**Task statement**
Would you please transcribe, exactly as written, the lines of the entries below starting at the one that holds "if !(fraction >" and ending at the one that holds "of boosting rounds.", both included?

**Records provided**
//! This file defines some functions that checks some pre-conditions
//! E.g., Shape of data

use crate::{
    BoostError,
    Dataset,
    Result,
};
use crate::constants::{
    MIN_WEIGHTED_ERROR,
    SIMPLEX_TOLERANCE,
};


/// Check whether the training sample is valid or not.
#[inline(always)]
pub(crate) fn check_sample<D>(sample: &D) -> Result<()>
    where D: Dataset + ?Sized,
{
    let (n_sample, n_feature) = sample.shape();

    // `data` and `target` must have the length greater than `0`.
    if n_sample == 0 {
        return Err(BoostError::EmptySample);
    }

    // `data` must have a feature.
    if n_feature == 0 {
        return Err(BoostError::NoAttribute);
    }
    Ok(())
}


/// Check whether two parallel sequences have the same length.
#[inline(always)]
pub(crate) fn check_length(expected: usize, got: usize) -> Result<()> {
    if expected != got {
        return Err(BoostError::LengthMismatch { expected, got });
    }
    Ok(())
}


/// Check whether `sample` has the number of attributes a model expects.
#[inline(always)]
pub(crate) fn check_attributes<D>(expected: usize, sample: &D) -> Result<()>
    where D: Dataset + ?Sized,
{
    let got = sample.n_attributes();
    if expected != got {
        return Err(BoostError::AttributeMismatch { expected, got });
    }
    Ok(())
}


/// Check the fraction of the training part of a split.
#[inline(always)]
pub(crate) fn check_fraction(fraction: f64) -> Result<()> {
    if !(fraction > 0f64 && fraction < 1f64) {
        return Err(BoostError::invalid(
            "train_fraction",
            format!("must be in (0, 1). got {fraction}."),
        ));
    }
    Ok(())
}


/// Check the number of boosting rounds.
#[inline(always)]
pub(crate) fn check_rounds(rounds: usize) -> Result<()> {
    if rounds == 0 {
        return Err(BoostError::invalid("rounds", "must be positive"));
    }
    Ok(())
}


/// Check the weighted error of a hypothesis
/// and clamp it into `[1e-6, 1 - 1e-6]`.
/// `NaN` and values outside of `[0, 1]` are rejected.
#[inline(always)]
pub(crate) fn check_weighted_error(weighted_error: f64) -> Result<f64> {
    if weighted_error.is_nan()
        || !(0f64..=1f64 + SIMPLEX_TOLERANCE).contains(&weighted_error)
    {
        return Err(BoostError::InvalidWeightedError(weighted_error));
    }
    let clamped = weighted_error
        .clamp(MIN_WEIGHTED_ERROR, 1f64 - MIN_WEIGHTED_ERROR);
    Ok(clamped)
}


/// Asserts that `dist` is a probability vector.
/// A violation is a bug of this crate, not an input error.
#[inline(always)]
pub(crate) fn assert_simplex(dist: &[f64]) {
    let sum = dist.iter().sum::<f64>();
    debug_assert!(
        (sum - 1f64).abs() < SIMPLEX_TOLERANCE * dist.len().max(1) as f64,
        "sum(dist[..]) = {sum}"
    );
    debug_assert!(
        dist.iter().all(|d| *d >= 0f64),
        "distribution has a negative entry"
    );
}
//! This file provides some common functions
//! such as the confidence weight of a weak hypothesis.
use crate::constants::CONFIDENCE_EPSILON;


/// Returns the confidence weight `0.5 * ln((1 - e) / e)`
/// of a hypothesis with weighted error `e`.
/// Values whose magnitude is below `CONFIDENCE_EPSILON` become `0.0`.
/// Errors above `0.5` yield negative weights, i.e., an inverted vote.
#[inline(always)]
pub fn confidence_weight(weighted_error: f64) -> f64 {
    let alpha = 0.5 * ((1f64 - weighted_error) / weighted_error).ln();
    if alpha.abs() < CONFIDENCE_EPSILON { 0f64 } else { alpha }
}


/// Divides every item by the sum of `items`.
#[inline(always)]
pub(crate) fn normalize(items: &mut [f64]) {
    let z = items.iter().sum::<f64>();

    assert!(z > 0f64, "cannot normalize a vector of sum {z}");

    items.iter_mut()
        .for_each(|item| { *item /= z; });
}


/// Returns the index of the first maximal element.
/// Elements are compared by strict `>`, starting from `-inf`,
/// so the lowest index wins a tie and `0` is returned
/// when nothing exceeds `-inf`.
#[inline(always)]
pub(crate) fn first_argmax<I>(items: I) -> usize
    where I: IntoIterator<Item = f64>,
{
    let mut best = f64::NEG_INFINITY;
    let mut best_index = 0_usize;
    for (i, item) in items.into_iter().enumerate() {
        if item > best {
            best = item;
            best_index = i;
        }
    }
    best_index
}
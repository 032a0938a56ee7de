use rand::prelude::*;
use rand_distr::Normal;

use weakboost::{
    confidence_weight,
    AdaBoost,
    BoostError,
    Booster,
    Classifier,
    Dataset,
    DecisionStump,
    LearnerKind,
    Logger,
    Sample,
    SimpleClassifier,
    StumpClassifier,
    WeakLearner,
    WeightedSample,
};


fn eight_examples() -> Sample {
    let rows = (1..=8).map(|x| [x as f64]).collect::<Vec<_>>();
    Sample::from_rows(&rows, &[0, 0, 0, 0, 1, 1, 1, 1], 2).unwrap()
}


// Two well separated Gaussian clusters in two dimensions.
fn two_clusters(n_per_class: usize, seed: u64) -> Sample {
    let mut rng = StdRng::seed_from_u64(seed);
    let noise = Normal::new(0.0, 0.5).unwrap();

    let mut rows = Vec::with_capacity(2 * n_per_class);
    let mut labels = Vec::with_capacity(2 * n_per_class);
    for (label, center) in [(0_usize, -3.0), (1, 3.0)] {
        for _ in 0..n_per_class {
            let x: f64 = center + noise.sample(&mut rng);
            let y: f64 = center + noise.sample(&mut rng);
            rows.push([x, y]);
            labels.push(label);
        }
    }
    Sample::from_rows(&rows, &labels, 2).unwrap()
}


#[test]
fn eight_examples_single_round() {
    let sample = eight_examples();
    let mut booster = AdaBoost::init(&sample)
        .unwrap()
        .max_rounds(1);

    let f = booster.run(&DecisionStump::init()).unwrap();

    assert_eq!(f.len(), 1);
    assert_eq!(f.hypotheses[0].threshold, 4.5);
    assert_eq!(booster.per_round_weighted_error(), vec![1e-6]);
    assert_eq!(
        booster.per_round_confidence_weight(),
        vec![confidence_weight(1e-6)]
    );
    assert_eq!(booster.training_accuracy(), 1.0);
    assert_eq!(f.test(&sample).unwrap(), 1.0);
    assert_eq!(booster.terminated(), Some(1));
}


#[test]
fn stops_on_convergence() {
    let sample = eight_examples();
    let mut booster = AdaBoost::init(&sample)
        .unwrap()
        .max_rounds(2)
        .stop_on_convergence(true);

    let f = booster.run(&DecisionStump::init()).unwrap();

    assert_eq!(f.len(), 2);
    assert_eq!(booster.terminated(), Some(2));
    assert_eq!(booster.history().len(), 2);
}


#[test]
fn convergence_stops_at_the_second_round() {
    let sample = eight_examples();
    let mut booster = AdaBoost::init(&sample)
        .unwrap()
        .max_rounds(10)
        .stop_on_convergence(true);

    let f = booster.run(&DecisionStump::init()).unwrap();

    // Round 1 already fits the sample, yet round 2 is still trained.
    assert_eq!(booster.history()[0].ensemble_accuracy, 1.0);
    assert_eq!(f.len(), 2);
    assert_eq!(booster.terminated(), Some(2));
}


#[test]
fn runs_every_round_without_convergence_check() {
    let sample = eight_examples();
    let mut booster = AdaBoost::init(&sample)
        .unwrap()
        .max_rounds(3);

    let f = booster.run(&DecisionStump::init()).unwrap();

    assert_eq!(f.len(), 3);
    assert_eq!(booster.terminated(), Some(3));

    let history = booster.history();
    assert_eq!(history.len(), 3);
    for (t, report) in history.iter().enumerate() {
        assert_eq!(report.round, t);
        assert_eq!(report.weighted_error, 1e-6);
        assert_eq!(report.weak_accuracy, 1.0);
        assert_eq!(report.ensemble_accuracy, 1.0);
    }
    assert_eq!(f.weights, booster.per_round_confidence_weight());
}


#[test]
fn classify_is_idempotent() {
    let sample = two_clusters(50, 11);
    let mut booster = AdaBoost::init(&sample)
        .unwrap()
        .max_rounds(5)
        .seed(5);

    let f = booster.run(&DecisionStump::init()).unwrap();

    for row in 0..sample.n_examples() {
        let example = sample.example(row);
        let first = f.predict(&example);
        let second = f.predict(&example);
        assert_eq!(first, second);
        assert_eq!(first, f.predict_row(&sample, row));
    }
    assert_eq!(f.predict_all(&sample), f.predict_all(&sample));
}


#[test]
fn more_rounds_do_not_hurt_on_separable_clusters() {
    let sample = two_clusters(100, 1234);

    let mut one = AdaBoost::init(&sample).unwrap().max_rounds(1).seed(0);
    let f1 = one.run(&DecisionStump::init()).unwrap();

    let mut ten = AdaBoost::init(&sample).unwrap().max_rounds(10).seed(0);
    let f10 = ten.run(&DecisionStump::init()).unwrap();

    let acc1 = f1.test(&sample).unwrap();
    let acc10 = f10.test(&sample).unwrap();
    assert!(acc10 >= acc1, "{acc10} < {acc1}");
    assert!(acc10 > 0.99);
    assert_eq!(acc10, ten.training_accuracy());
}


#[test]
fn gaussian_weak_learner() {
    let sample = two_clusters(100, 99);
    let mut booster: AdaBoost<'_, SimpleClassifier> = AdaBoost::init(&sample)
        .unwrap()
        .max_rounds(10)
        .seed(3);

    let f = booster.run_with(LearnerKind::Gaussian).unwrap();

    assert!(f.test(&sample).unwrap() > 0.95);
    assert_eq!(f.len(), booster.history().len());
}


#[test]
fn same_seed_same_ensemble() {
    let sample = two_clusters(30, 8);

    let mut a: AdaBoost<'_, SimpleClassifier> =
        AdaBoost::init(&sample).unwrap().max_rounds(20).seed(17);
    let mut b: AdaBoost<'_, SimpleClassifier> =
        AdaBoost::init(&sample).unwrap().max_rounds(20).seed(17);

    let fa = a.run_with(LearnerKind::Stump).unwrap();
    let fb = b.run_with(LearnerKind::Stump).unwrap();
    assert_eq!(fa, fb);
    assert_eq!(a.history(), b.history());
}


#[test]
fn confidence_weight_sign() {
    assert!(confidence_weight(0.2) > 0.0);
    assert!(confidence_weight(0.8) < 0.0);
    assert_eq!(confidence_weight(0.5), 0.0);
    assert_eq!(confidence_weight(0.5 + 1e-12), 0.0);
}


// A weak learner that always answers the wrong label.
struct Contrarian;

#[derive(Clone)]
struct Inverted;

impl Classifier for Inverted {
    fn n_classes(&self) -> usize { 2 }

    fn predict(&self, example: &[f64]) -> usize {
        if example[0] < 4.5 { 1 } else { 0 }
    }
}

impl WeakLearner for Contrarian {
    type Hypothesis = Inverted;

    fn name(&self) -> &str { "Contrarian" }

    fn produce<D, R>(&self, _: &WeightedSample<'_, D>, _: &mut R) -> Inverted
        where D: Dataset + ?Sized,
              R: Rng + ?Sized,
    {
        Inverted
    }
}


#[test]
fn worse_than_random_learner_gets_an_inverted_vote() {
    let sample = eight_examples();
    let mut booster = AdaBoost::init(&sample)
        .unwrap()
        .max_rounds(1);

    let f = booster.run(&Contrarian).unwrap();

    assert_eq!(booster.per_round_weighted_error(), vec![1.0]);
    assert!(f.weights[0] < 0.0);
    assert_eq!(booster.history()[0].weak_accuracy, 0.0);
    assert_eq!(f.test(&sample).unwrap(), 1.0);
}


#[test]
fn zero_rounds_is_rejected() {
    let sample = eight_examples();
    let mut booster = AdaBoost::init(&sample)
        .unwrap()
        .max_rounds(0);

    let result = booster.run(&DecisionStump::init());
    assert!(matches!(result, Err(BoostError::InvalidParameter { .. })));
}


#[test]
fn test_checks_the_attributes() {
    let sample = eight_examples();
    let mut booster = AdaBoost::init(&sample).unwrap().max_rounds(1);
    let f = booster.run(&DecisionStump::init()).unwrap();

    let wide = Sample::from_rows(&[[1.0, 2.0]], &[0], 2).unwrap();
    assert!(matches!(
        f.test(&wide),
        Err(BoostError::AttributeMismatch { expected: 1, got: 2 })
    ));
}


#[test]
fn ensemble_serializes() {
    let sample = eight_examples();
    let mut booster = AdaBoost::init(&sample).unwrap().max_rounds(2);
    let f = booster.run(&DecisionStump::init()).unwrap();

    let json = serde_json::to_string(&f).unwrap();
    let g: weakboost::WeightedMajority<StumpClassifier>
        = serde_json::from_str(&json).unwrap();
    assert_eq!(g.predict_all(&sample), f.predict_all(&sample));
}


#[test]
fn logger_drives_the_same_rounds() {
    let sample = eight_examples();
    let booster = AdaBoost::init(&sample).unwrap().max_rounds(3);

    let mut logger: Logger<'_, _, _> = Logger::new(booster, DecisionStump::init())
        .print_every(0);
    let f = logger.run().unwrap();
    assert_eq!(logger.booster().history().len(), 3);

    let booster = logger.into_booster();
    assert_eq!(booster.terminated(), Some(3));

    let (weights, hypotheses) = f.decompose();
    assert_eq!(weights, booster.per_round_confidence_weight());
    assert!(hypotheses.iter().all(|h| h.threshold == 4.5));
}


#[test]
fn distribution_after_the_run() {
    let sample = two_clusters(20, 21);
    let mut booster = AdaBoost::init(&sample)
        .unwrap()
        .max_rounds(4)
        .seed(2);
    booster.run(&DecisionStump::init()).unwrap();

    let weighted = booster.weighted_sample();
    assert_eq!(weighted.len(), sample.n_examples());
    let total = weighted.weights().iter().sum::<f64>();
    assert!((total - 1.0).abs() < 1e-9, "sum = {total}");
    assert!(weighted.weights().iter().all(|w| *w > 0.0));
}
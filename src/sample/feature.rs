use std::ops::Index;
use std::mem;

use crate::constants::BUFFER_SIZE;


/// A named column of numeric attribute values.
#[derive(Debug, Clone, PartialEq)]
pub struct Feature {
    /// Feature name
    pub(crate) name: String,
    /// Feature values.
    pub(crate) vals: Vec<f64>,
}


impl Feature {
    /// Construct an empty feature named `name`.
    pub fn new<T: ToString>(name: T) -> Self {
        Self {
            name: name.to_string(),
            vals: Vec::with_capacity(BUFFER_SIZE),
        }
    }


    /// Construct a feature from its values.
    pub fn from_vals<T: ToString>(name: T, vals: Vec<f64>) -> Self {
        Self { name: name.to_string(), vals, }
    }


    /// Get the feature name.
    pub fn name(&self) -> &str {
        &self.name
    }


    /// Returns the values as a slice.
    pub fn vals(&self) -> &[f64] {
        &self.vals[..]
    }


    pub(crate) fn append(&mut self, x: f64) {
        self.vals.push(x);
    }


    pub(crate) fn replace_name<T: ToString>(&mut self, name: T) -> String {
        mem::replace(&mut self.name, name.to_string())
    }


    /// Returns the number of items in this feature.
    pub fn len(&self) -> usize {
        self.vals.len()
    }


    /// Returns `true` if this feature has no value.
    pub fn is_empty(&self) -> bool {
        self.vals.is_empty()
    }


    /// Returns the feature restricted to `indices`.
    pub(crate) fn subset(&self, indices: &[usize]) -> Self {
        let vals = indices.iter()
            .map(|&i| self.vals[i])
            .collect();
        Self { name: self.name.clone(), vals, }
    }


    /// Returns the position of the first non-finite value.
    pub(crate) fn first_non_finite(&self) -> Option<usize> {
        self.vals.iter().position(|x| !x.is_finite())
    }
}


impl Index<usize> for Feature {
    type Output = f64;
    fn index(&self, idx: usize) -> &Self::Output {
        &self.vals[idx]
    }
}
use serde::{Serialize, Deserialize};

use crate::{
    Classifier,
    Dataset,
    Result,
    common::{checker, utils},
};


/// The combined hypothesis that [`AdaBoost`](crate::AdaBoost) returns.
///
/// The `t`th hypothesis votes for its predicted label
/// with weight `weights[t]`;
/// the label with the largest total vote wins,
/// the lowest label among ties.
/// Hypotheses with weight `0` keep their slot but do not change the vote.
#[derive(Serialize, Deserialize, Debug, Clone, PartialEq)]
pub struct WeightedMajority<H> {
    /// Weights on each hypothesis in `self.hypotheses`.
    pub weights: Vec<f64>,
    /// Set of hypotheses.
    pub hypotheses: Vec<H>,
    n_classes: usize,
    n_attributes: usize,
}


impl<H> WeightedMajority<H> {
    /// Construct an empty `WeightedMajority`
    /// over `n_classes` labels and `n_attributes` attributes.
    #[inline]
    pub fn new(n_classes: usize, n_attributes: usize) -> Self {
        Self {
            weights: Vec::new(),
            hypotheses: Vec::new(),
            n_classes,
            n_attributes,
        }
    }


    /// Append a pair `(weight, H)` to the current combined hypothesis.
    #[inline]
    pub fn push(&mut self, weight: f64, hypothesis: H) {
        self.weights.push(weight);
        self.hypotheses.push(hypothesis);
    }


    /// Number of hypotheses.
    #[inline]
    pub fn len(&self) -> usize {
        self.hypotheses.len()
    }


    /// Returns `true` if no hypothesis is combined yet.
    #[inline]
    pub fn is_empty(&self) -> bool {
        self.hypotheses.is_empty()
    }


    /// Decompose the combined hypothesis
    /// into the two vectors `Vec<f64>` and `Vec<H>`
    #[inline]
    pub fn decompose(self) -> (Vec<f64>, Vec<H>) {
        (self.weights, self.hypotheses)
    }
}


impl<H> WeightedMajority<H>
    where H: Classifier,
{
    /// Returns the total vote of every label for `example`.
    pub fn votes(&self, example: &[f64]) -> Vec<f64> {
        let mut votes = vec![0f64; self.n_classes];
        self.weights.iter()
            .zip(&self.hypotheses[..])
            .for_each(|(w, h)| { votes[h.predict(example)] += *w; });
        votes
    }


    /// Returns the accuracy on `data`.
    /// Fails if `data` has a different number of attributes
    /// than the training sample.
    pub fn test<D>(&self, data: &D) -> Result<f64>
        where D: Dataset + ?Sized,
    {
        checker::check_attributes(self.n_attributes, data)?;
        Ok(self.accuracy(data))
    }
}


impl<H> Classifier for WeightedMajority<H>
    where H: Classifier,
{
    fn n_classes(&self) -> usize {
        self.n_classes
    }


    fn predict(&self, example: &[f64]) -> usize {
        utils::first_argmax(self.votes(example))
    }


    fn predict_row<D>(&self, data: &D, row: usize) -> usize
        where D: Dataset + ?Sized,
    {
        let mut votes = vec![0f64; self.n_classes];
        self.weights.iter()
            .zip(&self.hypotheses[..])
            .for_each(|(w, h)| { votes[h.predict_row(data, row)] += *w; });
        utils::first_argmax(votes)
    }
}
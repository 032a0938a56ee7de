//! The files in `weak_learner/` directory defines
//! `WeakLearner` trait and weak learners.

/// Provides WeakLearner trait.
pub mod core;

/// Defines Decision Stump.
pub mod decision_stump;

/// Defines Naive Bayes.
pub mod naive_bayes;

/// Defines the run-time choice among the weak learners.
pub mod simple;


pub use self::core::WeakLearner;

pub use self::decision_stump::{
    DecisionStump,
    StumpClassifier,
};

pub use self::naive_bayes::{
    Gaussian,
    GaussianNB,
    GaussianClassifier,
};

pub use self::simple::{
    LearnerKind,
    SimpleLearner,
    SimpleClassifier,
};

**Final answer**
    if !(fraction > 0f64 && fraction < 1f64) {
        return Err(BoostError::invalid(
            "train_fraction",
            format!("must be in (0, 1). got {fraction}."),
        ));
    }
    Ok(())
}


/// Check the number of boosting rounds.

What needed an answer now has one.